# Work task:
A verbatim reprint of the records below is what this exercise asks for.

== Task input ==

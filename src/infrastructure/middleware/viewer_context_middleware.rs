// ViewerContext Middleware - resolves the viewer once per request
// and injects it into request extensions for handlers

use axum::{
    extract::{Request, State},
    http::HeaderMap,
    middleware::Next,
    response::Response,
};
use std::sync::Arc;
use tracing::{warn, Instrument};
use uuid::Uuid;

use crate::app_state::AppState;
use crate::error::AppResult;
use crate::infrastructure::database::BlogStore;
use crate::infrastructure::viewer::ViewerContext;

/// Resolve the viewer from the trusted upstream header and run the rest of
/// the stack inside a span tagged with the request id.
pub async fn viewer_context_middleware(
    State(state): State<AppState>,
    mut request: Request,
    next: Next,
) -> AppResult<Response> {
    let request_id = format!("req-{}", Uuid::new_v4());
    let username = extract_username(request.headers(), &state.config.auth.user_header);
    let viewer = create_viewer_context(state.store.as_ref(), username, request_id).await?;

    let span = tracing::info_span!(
        "request",
        request_id = %viewer.request_id,
        viewer = viewer.username().unwrap_or("anonymous"),
    );
    request.extensions_mut().insert(Arc::new(viewer));

    Ok(next.run(request).instrument(span).await)
}

/// Username asserted by the authentication collaborator, if any.
fn extract_username(headers: &HeaderMap, header_name: &str) -> Option<String> {
    headers
        .get(header_name)
        .and_then(|value| value.to_str().ok())
        .map(str::trim)
        .filter(|name| !name.is_empty())
        .map(str::to_string)
}

/// Unknown usernames fall back to an anonymous viewer.
pub async fn create_viewer_context(
    store: &dyn BlogStore,
    username: Option<String>,
    request_id: String,
) -> AppResult<ViewerContext> {
    let Some(username) = username else {
        return Ok(ViewerContext::anonymous(request_id));
    };

    match store.find_user_by_username(&username).await? {
        Some(user) => Ok(ViewerContext::authenticated_user(user, request_id)),
        None => {
            warn!(username = %username, "auth header names an unknown user");
            Ok(ViewerContext::anonymous(request_id))
        }
    }
}

#[cfg(test)]
mod tests {
    use super::*;
    use crate::infrastructure::sqlite_database::SqliteStore;
    use axum::http::HeaderValue;

    #[test]
    fn test_extract_username_from_header() {
        let mut headers = HeaderMap::new();
        headers.insert("x-remote-user", HeaderValue::from_static(" leo "));
        assert_eq!(extract_username(&headers, "x-remote-user"), Some("leo".to_string()));
    }

    #[test]
    fn test_extract_username_missing_or_blank() {
        let mut headers = HeaderMap::new();
        assert_eq!(extract_username(&headers, "x-remote-user"), None);
        headers.insert("x-remote-user", HeaderValue::from_static("  "));
        assert_eq!(extract_username(&headers, "x-remote-user"), None);
    }

    #[tokio::test]
    async fn test_known_user_is_authenticated() {
        let store = SqliteStore::new_in_memory().await.unwrap();
        let leo = store.create_user("leo", "").await.unwrap();

        let viewer = create_viewer_context(&store, Some("leo".to_string()), "req-1".to_string())
            .await
            .unwrap();
        assert!(viewer.is_authenticated());
        assert_eq!(viewer.user_id(), Some(leo.id));
    }

    #[tokio::test]
    async fn test_unknown_user_is_anonymous() {
        let store = SqliteStore::new_in_memory().await.unwrap();
        let viewer = create_viewer_context(&store, Some("ghost".to_string()), "req-2".to_string())
            .await
            .unwrap();
        assert!(!viewer.is_authenticated());
        assert_eq!(viewer.request_id, "req-2");
    }
}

===

# Output of the exercise:
filename src/infrastructure/middleware/viewer_context_middleware.rs
// ViewerContext Middleware - resolves the viewer once per request
// and injects it into request extensions for handlers

use axum::{
    extract::{Request, State},
    http::HeaderMap,
    middleware::Next,
    response::Response,
};
use std::sync::Arc;
use tracing::{warn, Instrument};
use uuid::Uuid;

use crate::app_state::AppState;
use crate::error::AppResult;
use crate::infrastructure::database::BlogStore;
use crate::infrastructure::viewer::ViewerContext;

/// Resolve the viewer from the trusted upstream header and run the rest of
/// the stack inside a span tagged with the request id.
pub async fn viewer_context_middleware(
    State(state): State<AppState>,
    mut request: Request,
    next: Next,
) -> AppResult<Response> {
    let request_id = format!("req-{}", Uuid::new_v4());
    let username = extract_username(request.headers(), &state.config.auth.user_header);
    let viewer = create_viewer_context(state.store.as_ref(), username, request_id).await?;

    let span = tracing::info_span!(
        "request",
        request_id = %viewer.request_id,
        viewer = viewer.username().unwrap_or("anonymous"),
    );
    request.extensions_mut().insert(Arc::new(viewer));

    Ok(next.run(request).instrument(span).await)
}

/// Username asserted by the authentication collaborator, if any.
fn extract_username(headers: &HeaderMap, header_name: &str) -> Option<String> {
    headers
        .get(header_name)
        .and_then(|value| value.to_str().ok())
        .map(str::trim)
        .filter(|name| !name.is_empty())
        .map(str::to_string)
}

/// Unknown usernames fall back to an anonymous viewer.
pub async fn create_viewer_context(
    store: &dyn BlogStore,
    username: Option<String>,
    request_id: String,
) -> AppResult<ViewerContext> {
    let Some(username) = username else {
        return Ok(ViewerContext::anonymous(request_id));
    };

    match store.find_user_by_username(&username).await? {
        Some(user) => Ok(ViewerContext::authenticated_user(user, request_id)),
        None => {
            warn!(username = %username, "auth header names an unknown user");
            Ok(ViewerContext::anonymous(request_id))
        }
    }
}

#[cfg(test)]
mod tests {
    use super::*;
    use crate::infrastructure::sqlite_database::SqliteStore;
    use axum::http::HeaderValue;

    #[test]
    fn test_extract_username_from_header() {
        let mut headers = HeaderMap::new();
        headers.insert("x-remote-user", HeaderValue::from_static(" leo "));
        assert_eq!(extract_username(&headers, "x-remote-user"), Some("leo".to_string()));
    }

    #[test]
    fn test_extract_username_missing_or_blank() {
        let mut headers = HeaderMap::new();
        assert_eq!(extract_username(&headers, "x-remote-user"), None);
        headers.insert("x-remote-user", HeaderValue::from_static("  "));
        assert_eq!(extract_username(&headers, "x-remote-user"), None);
    }

    #[tokio::test]
    async fn test_known_user_is_authenticated() {
        let store = SqliteStore::new_in_memory().await.unwrap();
        let leo = store.create_user("leo", "").await.unwrap();

        let viewer = create_viewer_context(&store, Some("leo".to_string()), "req-1".to_string())
            .await
            .unwrap();
        assert!(viewer.is_authenticated());
        assert_eq!(viewer.user_id(), Some(leo.id));
    }

    #[tokio::test]
    async fn test_unknown_user_is_anonymous() {
        let store = SqliteStore::new_in_memory().await.unwrap();
        let viewer = create_viewer_context(&store, Some("ghost".to_string()), "req-2".to_string())
            .await
            .unwrap();
        assert!(!viewer.is_authenticated());
        assert_eq!(viewer.request_id, "req-2");
    }
}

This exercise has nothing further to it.